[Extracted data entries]

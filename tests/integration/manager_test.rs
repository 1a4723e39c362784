//! Copyright (c) 2025-2026, Kirky.X
//!
//! MIT License
//!
//! 存储管理器、配置加载和指标测试

use oxpit::client::{PitOps, SPECULATIVE_GROUP};
use oxpit::config::Config;
use oxpit::metrics::{get_metrics_string, GLOBAL_METRICS};
use oxpit::PitManager;
use serde_json::json;
use serial_test::serial;
use std::io::Write;

#[path = "../common/mod.rs"]
mod common;

use common::{crud_assertions, memory_store, test_config};

#[tokio::test]
async fn test_lifetime_clients_share_store() {
    let store = memory_store().await;
    let manager = PitManager::from_store(test_config(), store.clone()).unwrap();

    let first = manager.lifetime_client("/home");
    first.boot().await;
    first.set("k", json!("v"), "g").await;
    assert_eq!(first.get("k", "g").await, Some(json!("v")));
    first.on_shutdown().await;

    let second = manager.lifetime_client("/home");
    second.boot().await;
    let before = store.query_count();
    assert_eq!(second.get("k", "g").await, Some(json!("v")));
    assert_eq!(store.query_count(), before);
    second.on_shutdown().await;
}

#[tokio::test]
async fn test_disabled_speculative_uses_store_client() {
    let store = memory_store().await;
    let mut config = test_config();
    config.speculative.enabled = false;
    let manager = PitManager::from_store(config, store.clone()).unwrap();

    let client = manager.lifetime_client("/home");
    client.boot().await;
    client.get("k", "g").await;
    client.on_shutdown().await;

    let reader = manager.store_client();
    reader.boot().await;
    assert_eq!(reader.get("/home", SPECULATIVE_GROUP).await, None);
}

#[tokio::test]
async fn test_connect_from_config_file() {
    let dir = tempfile::tempdir().unwrap();
    let db_path = dir.path().join("pit.db");
    let config_path = dir.path().join("oxpit.toml");

    let mut file = std::fs::File::create(&config_path).unwrap();
    writeln!(
        file,
        r#"
config_version = 1

[global]
service_name = "manager_test"

[database]
url = "sqlite:{}?mode=rwc"
table_prefix = "mt_"

[speculative]
preload_chunk_size = 50
"#,
        db_path.display()
    )
    .unwrap();

    let config = Config::from_file(&config_path).unwrap();
    let manager = PitManager::connect(config).await.unwrap();
    assert_eq!(manager.config().global.service_name, "manager_test");

    let client = manager.lifetime_client("/file");
    client.boot().await;
    crud_assertions(client.as_ref()).await;
    client.on_shutdown().await;
}

#[tokio::test]
async fn test_invalid_config_is_rejected() {
    let store = memory_store().await;
    let mut config = test_config();
    config.database.table_prefix = "bad prefix".to_string();
    assert!(PitManager::from_store(config, store).is_err());

    assert!(Config::from_file("/definitely/not/here.toml").is_err());
}

#[tokio::test]
#[serial]
async fn test_metrics_are_recorded() {
    GLOBAL_METRICS.reset();
    let store = memory_store().await;
    let mut config = test_config();
    config.global.service_name = "metrics_on".to_string();
    let manager = PitManager::from_store(config, store).unwrap();

    let client = manager.store_client();
    client.boot().await;
    client.set("k", json!(1), "g").await;
    client.get("k", "g").await;
    client.get("k", "g").await;

    assert_eq!(
        GLOBAL_METRICS.request_count("metrics_on", "memory", "get", "hit"),
        1
    );
    assert_eq!(
        GLOBAL_METRICS.request_count("metrics_on", "store", "get", "hit"),
        1
    );
    assert_eq!(
        GLOBAL_METRICS.request_count("metrics_on", "store", "set", "ok"),
        1
    );
    assert!(get_metrics_string().contains("metrics_on:memory:get:hit"));
}

#[tokio::test]
#[serial]
async fn test_metrics_can_be_disabled() {
    GLOBAL_METRICS.reset();
    let store = memory_store().await;
    let mut config = test_config();
    config.global.service_name = "metrics_off".to_string();
    config.global.enable_metrics = false;
    let manager = PitManager::from_store(config, store).unwrap();

    let client = manager.lifetime_client("/quiet");
    client.boot().await;
    client.get("k", "g").await;
    client.get("k", "g").await;
    client.on_shutdown().await;

    assert_eq!(
        GLOBAL_METRICS.request_count("metrics_off", "memory", "get", "miss"),
        0
    );
    assert_eq!(
        GLOBAL_METRICS.request_count("metrics_off", "speculative", "get", "miss"),
        0
    );
    assert!(!get_metrics_string().contains("metrics_off"));
}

| EXERCISE DESCRIPTION |
Please transcribe the records above in full, keeping every word.

| EXERCISE OUTPUT |
filename tests/integration/manager_test.rs
repository 1a4723e39c362784
//! Copyright (c) 2025-2026, Kirky.X
//!
//! MIT License
//!
//! 存储管理器、配置加载和指标测试

use oxpit::client::{PitOps, SPECULATIVE_GROUP};
use oxpit::config::Config;
use oxpit::metrics::{get_metrics_string, GLOBAL_METRICS};
use oxpit::PitManager;
use serde_json::json;
use serial_test::serial;
use std::io::Write;

#[path = "../common/mod.rs"]
mod common;

use common::{crud_assertions, memory_store, test_config};

#[tokio::test]
async fn test_lifetime_clients_share_store() {
    let store = memory_store().await;
    let manager = PitManager::from_store(test_config(), store.clone()).unwrap();

    let first = manager.lifetime_client("/home");
    first.boot().await;
    first.set("k", json!("v"), "g").await;
    assert_eq!(first.get("k", "g").await, Some(json!("v")));
    first.on_shutdown().await;

    let second = manager.lifetime_client("/home");
    second.boot().await;
    let before = store.query_count();
    assert_eq!(second.get("k", "g").await, Some(json!("v")));
    assert_eq!(store.query_count(), before);
    second.on_shutdown().await;
}

#[tokio::test]
async fn test_disabled_speculative_uses_store_client() {
    let store = memory_store().await;
    let mut config = test_config();
    config.speculative.enabled = false;
    let manager = PitManager::from_store(config, store.clone()).unwrap();

    let client = manager.lifetime_client("/home");
    client.boot().await;
    client.get("k", "g").await;
    client.on_shutdown().await;

    let reader = manager.store_client();
    reader.boot().await;
    assert_eq!(reader.get("/home", SPECULATIVE_GROUP).await, None);
}

#[tokio::test]
async fn test_connect_from_config_file() {
    let dir = tempfile::tempdir().unwrap();
    let db_path = dir.path().join("pit.db");
    let config_path = dir.path().join("oxpit.toml");

    let mut file = std::fs::File::create(&config_path).unwrap();
    writeln!(
        file,
        r#"
config_version = 1

[global]
service_name = "manager_test"

[database]
url = "sqlite:{}?mode=rwc"
table_prefix = "mt_"

[speculative]
preload_chunk_size = 50
"#,
        db_path.display()
    )
    .unwrap();

    let config = Config::from_file(&config_path).unwrap();
    let manager = PitManager::connect(config).await.unwrap();
    assert_eq!(manager.config().global.service_name, "manager_test");

    let client = manager.lifetime_client("/file");
    client.boot().await;
    crud_assertions(client.as_ref()).await;
    client.on_shutdown().await;
}

#[tokio::test]
async fn test_invalid_config_is_rejected() {
    let store = memory_store().await;
    let mut config = test_config();
    config.database.table_prefix = "bad prefix".to_string();
    assert!(PitManager::from_store(config, store).is_err());

    assert!(Config::from_file("/definitely/not/here.toml").is_err());
}

#[tokio::test]
#[serial]
async fn test_metrics_are_recorded() {
    GLOBAL_METRICS.reset();
    let store = memory_store().await;
    let mut config = test_config();
    config.global.service_name = "metrics_on".to_string();
    let manager = PitManager::from_store(config, store).unwrap();

    let client = manager.store_client();
    client.boot().await;
    client.set("k", json!(1), "g").await;
    client.get("k", "g").await;
    client.get("k", "g").await;

    assert_eq!(
        GLOBAL_METRICS.request_count("metrics_on", "memory", "get", "hit"),
        1
    );
    assert_eq!(
        GLOBAL_METRICS.request_count("metrics_on", "store", "get", "hit"),
        1
    );
    assert_eq!(
        GLOBAL_METRICS.request_count("metrics_on", "store", "set", "ok"),
        1
    );
    assert!(get_metrics_string().contains("metrics_on:memory:get:hit"));
}

#[tokio::test]
#[serial]
async fn test_metrics_can_be_disabled() {
    GLOBAL_METRICS.reset();
    let store = memory_store().await;
    let mut config = test_config();
    config.global.service_name = "metrics_off".to_string();
    config.global.enable_metrics = false;
    let manager = PitManager::from_store(config, store).unwrap();

    let client = manager.lifetime_client("/quiet");
    client.boot().await;
    client.get("k", "g").await;
    client.get("k", "g").await;
    client.on_shutdown().await;

    assert_eq!(
        GLOBAL_METRICS.request_count("metrics_off", "memory", "get", "miss"),
        0
    );
    assert_eq!(
        GLOBAL_METRICS.request_count("metrics_off", "speculative", "get", "miss"),
        0
    );
    assert!(!get_metrics_string().contains("metrics_off"));
}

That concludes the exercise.